Es importante señalar que:

  • La discapacidad intelectual no es una enfermedad mental.
  • Las personas con discapacidad intelectual son ciudadanos y ciudadanas como el resto.
  • Cada una de estas personas tienen capacidades, gustos, sueños y necesidades particulares. Como cualquiera de nosotros.
  • Todas las personas con discapacidad intelectual tienen posibilidad de progresar si le damos los apoyos adecuados.

Tipos de discapacidad intelectual

Teniendo en cuenta el CI (Cociente Intelectual) y según el DSM-V (el Manual Diagnóstico y Estadístico de los Trastornos Mentales) las discapacidades intelectuales pueden clasificarse en leves, moderadas, graves y profundas:

Leve (CI 50 a 70)

  • Dominio conceptual: afectación baja del pensamiento abstracto, habilidades funcionales, flexibilidad cognitiva y memoria a corto plazo.
  • Dominio social: interacciones sociales poco maduras, lo que aumenta las posibilidades de que la persona con discapacidad intelectual sea manipulada.
  • Dominio práctico: se aconseja supervisión, orientación y asistencia a la hora de realizar tareas de su vida cotidiana. Ese soporte se vuelve muy importante sobre todo en situaciones de mayor estrés.
  • Es muy normal no diferenciarlos de otros niños hasta que no son un poco más mayores.

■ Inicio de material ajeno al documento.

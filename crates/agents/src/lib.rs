use std::future::Future;
use std::path::Path;
use std::sync::Arc;
use std::time::Instant;

use anyhow::{Context, Result};
use chrono::{Duration, Utc};
use serde_json::json;
use tracing::{info, instrument, warn};
use trustroute_core::{
    classify_intent_rules, compose_chat_reply, describe_rules, detect_locale, needs_clarification,
    normalize_text, AssistantContext, AssistantReply, BookingContextItem, BookingDetails,
    ChatInput, ChatMessage, ChatRole, ConversationSession, ConversationTurn, Intent, Locale, User,
};
use trustroute_observability::AppMetrics;
use trustroute_storage::{BookingRepository, ConversationRepository};
use uuid::Uuid;

pub const FALLBACK_POLICY_TEXT: &str = "Refund Policy: 95% refund if >24hrs, 75% if 12-24hrs, 50% if 3-12hrs, 0% if <3hrs. Timeline: 1-2 days processing, 3-5 days credit.";

const MAX_TURNS: usize = 40;
const MAX_HISTORY_MESSAGES: usize = 20;
const CONVERSATION_TTL_HOURS: i64 = 24;

/// A chat model that may answer instead of the rule-based reply.
///
/// `Ok(None)` means "not configured"; errors are logged and treated the same way.
///
/// The returned future must be `Send`; axum handlers await it on worker threads.
pub trait CompletionBackend: Send + Sync {
    fn complete(
        &self,
        system_prompt: &str,
        messages: &[ChatMessage],
    ) -> impl Future<Output = Result<Option<String>>> + Send;
}

/// Always defers to the deterministic reply.
#[derive(Debug, Clone, Copy, Default)]
pub struct NoCompletion;

impl CompletionBackend for NoCompletion {
    async fn complete(&self, _: &str, _: &[ChatMessage]) -> Result<Option<String>> {
        Ok(None)
    }
}

/// Reads the refund policy document, falling back to the built-in summary
/// when no path is configured or the file cannot be read.
pub fn load_policy_document(path: Option<&Path>) -> String {
    let Some(path) = path else {
        return FALLBACK_POLICY_TEXT.to_string();
    };
    match std::fs::read_to_string(path) {
        Ok(content) if !content.trim().is_empty() => content,
        Ok(_) => FALLBACK_POLICY_TEXT.to_string(),
        Err(error) => {
            warn!(path = %path.display(), %error, "policy document unreadable, using summary");
            FALLBACK_POLICY_TEXT.to_string()
        }
    }
}

#[derive(Clone)]
pub struct RefundAssistant<S>
where
    S: BookingRepository + ConversationRepository,
{
    store: Arc<S>,
    metrics: Arc<AppMetrics>,
    policy_text: Arc<str>,
}

impl<S> RefundAssistant<S>
where
    S: BookingRepository + ConversationRepository,
{
    pub fn new(store: Arc<S>, metrics: Arc<AppMetrics>, policy_text: impl Into<Arc<str>>) -> Self {
        Self {
            store,
            metrics,
            policy_text: policy_text.into(),
        }
    }

    pub fn policy_text(&self) -> &str {
        &self.policy_text
    }

    pub async fn build_context(&self, user: &User) -> Result<AssistantContext> {
        let bookings = self
            .store
            .list_bookings_for_user(&user.user_id)
            .await
            .context("failed loading bookings for chat context")?;

        Ok(AssistantContext {
            user_name: user
                .name
                .clone()
                .filter(|name| !name.trim().is_empty())
                .unwrap_or_else(|| "User".to_string()),
            bookings: bookings.iter().map(context_item).collect(),
            policy_text: self.policy_text.to_string(),
        })
    }

    #[instrument(skip(self, input, user, completion), fields(user_id = %user.user_id))]
    pub async fn handle_chat<C: CompletionBackend>(
        &self,
        input: ChatInput,
        user: &User,
        completion: &C,
    ) -> Result<AssistantReply> {
        let started = Instant::now();

        let latest = input
            .latest_user_text()
            .context("chat needs at least one user message")?;
        let normalized = normalize_text(latest);
        let explicit_locale = Locale::from_optional_str(input.locale.as_deref());
        let locale = detect_locale(Some(explicit_locale), &normalized);
        let intent = classify_intent_rules(&normalized);

        let context = self.build_context(user).await?;
        let clarifying_questions =
            if needs_clarification(intent, &normalized, context.bookings.len()) {
                clarifying_questions_for(intent, locale, &context)
            } else {
                Vec::new()
            };

        let mut reply = compose_chat_reply(intent, locale, &context, clarifying_questions);

        let history = recent_history(&input.messages);
        let prompt = system_prompt(&context);
        let source = match completion.complete(&prompt, &history).await {
            Ok(Some(text)) if !text.trim().is_empty() => {
                self.metrics.inc_llm_call();
                reply.reply_text = text;
                "model"
            }
            Ok(_) => {
                self.metrics.inc_chat_fallback();
                "rules"
            }
            Err(error) => {
                self.metrics.inc_llm_call();
                self.metrics.inc_chat_fallback();
                warn!(%error, "chat completion failed, using rule-based reply");
                "rules"
            }
        };

        let session_id = self
            .persist_turn(
                input.session_id.as_deref(),
                &input.user_id,
                locale,
                &normalized,
                &reply.reply_text,
                intent,
            )
            .await?;

        if let Some(payload) = reply.json_payload.as_object_mut() {
            payload.insert("session_id".to_string(), json!(session_id));
            payload.insert("source".to_string(), json!(source));
        }

        info!(
            session_id = %session_id,
            locale = %locale.as_code(),
            intent = ?intent,
            source,
            elapsed_ms = started.elapsed().as_millis() as u64,
            "chat handled"
        );

        Ok(reply)
    }

    pub async fn purge_expired_conversations(&self) -> Result<u64> {
        Ok(self.store.purge_expired_conversations(Utc::now()).await?)
    }

    /// Appends the turn and returns the id it was stored under. A session id
    /// owned by another user starts a fresh conversation instead.
    async fn persist_turn(
        &self,
        session_id: Option<&str>,
        user_id: &str,
        locale: Locale,
        user_text: &str,
        assistant_text: &str,
        intent: Intent,
    ) -> Result<String> {
        let existing = match session_id {
            Some(session_id) => self.store.load_conversation(session_id).await?,
            None => None,
        };
        let mut session = match existing {
            Some(session) if session.user_id.as_deref() == Some(user_id) => session,
            Some(_) => new_conversation(Uuid::new_v4().to_string(), user_id, locale),
            None => new_conversation(
                session_id
                    .map(ToString::to_string)
                    .unwrap_or_else(|| Uuid::new_v4().to_string()),
                user_id,
                locale,
            ),
        };

        session.locale = locale;
        session.expires_at = Utc::now() + Duration::hours(CONVERSATION_TTL_HOURS);
        session.turns.push(ConversationTurn {
            at: Utc::now(),
            user_text: user_text.to_string(),
            assistant_text: assistant_text.to_string(),
            intent,
        });

        if session.turns.len() > MAX_TURNS {
            let keep_from = session.turns.len() - MAX_TURNS;
            session.turns = session.turns.split_off(keep_from);
        }

        self.store
            .upsert_conversation(&session)
            .await
            .context("failed saving conversation")?;
        Ok(session.session_id)
    }
}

Moderada (CI 35-40 a 50-55)

  • Dominio conceptual: necesitan ayuda o asistencia continua para finalizar actividades del día a día. Incluso puede ser necesario que otras personas hagan alguna de sus responsabilidades. Con una supervisión comedida, pueden adquirir habilidades para su propio cuidado personal. También pueden realizar trabajos que no requieren cualificación o son semicualificados, pero siempre bajo supervisión.
  • Dominio social: a la hora de comunicarse verbalmente, su lenguaje es más pobre y complejo que el de personas sin discapacidad. Esto hace que en muchas ocasiones no sean capaces de interpretar correctamente algunas claves sociales y que tengan dificultades para crear nuevas relaciones.
  • Dominio práctico: con apoyo y formación continua pueden desarrollar ciertas habilidades y destrezas.

Grave (CI 20-25 a 35-40)

  • Dominio conceptual: es muy escaso, sobre todo con lo relacionado a los conceptos numéricos. El apoyo a personas con discapacidad intelectual grave debe ser importante, constante y en muchas más áreas.
  • Dominio social: su lenguaje a nivel oral es muy básico, sus frases son gramaticalmente elementales y su vocabulario muy limitado. Del mismo modo, sus comunicaciones son muy simples, limitándose al aquí y ahora.
  • Dominio práctico: la supervisión debe ser constante para todas las tareas que tiene que realizar en su vida cotidiana.

Profunda (CI 20-25)

  • Dominio conceptual: su déficit es muy evidente. Solo tienen en cuenta el mundo físico y los procesos no simbólicos. Con las instrucciones adecuadas, pueden llegar a adquirir ciertas destrezas o habilidades viso-espaciales, como por ejemplo señalar. Las dificultades de tipo motoras y sensoriales asociadas suelen dificultar el uso funcional de objetos.
  • Dominio social: débil comprensión de la comunicación verbal y gestual. Su manera de expresarse es muy elemental, simple y principalmente no verbal.
  • Dominio práctico: la persona es totalmente dependiente en todos los aspectos. Solo en caso de no existir afectaciones motoras o sensoriales es capaz de colaborar en determinadas actividades sencillas.
  • La discapacidad intelectual profunda se encuentra en un porcentaje muy bajo de la población, es más, la mayoría de estas personas tienen una enfermedad neurológica identificada que explicaría su discapacidad.

La reflexión a la que nos lleva toda esta información es la siguiente: el papel de las instituciones es esencial si queremos crear un entorno más fácil y accesible para las personas con diferentes discapacidades intelectuales. De lo contrario, a las limitaciones que normalmente ya tienen estas personas se sumarán otras de carácter ambiental, pudiéndose remediar. Sea como sea, nunca olvidemos que antes que la discapacidad va la persona, y esa persona es alguien con sentimientos, sueños, inquietudes y con muchas cosas que aportar a quienes lo rodean. Exactamente igual que nosotros.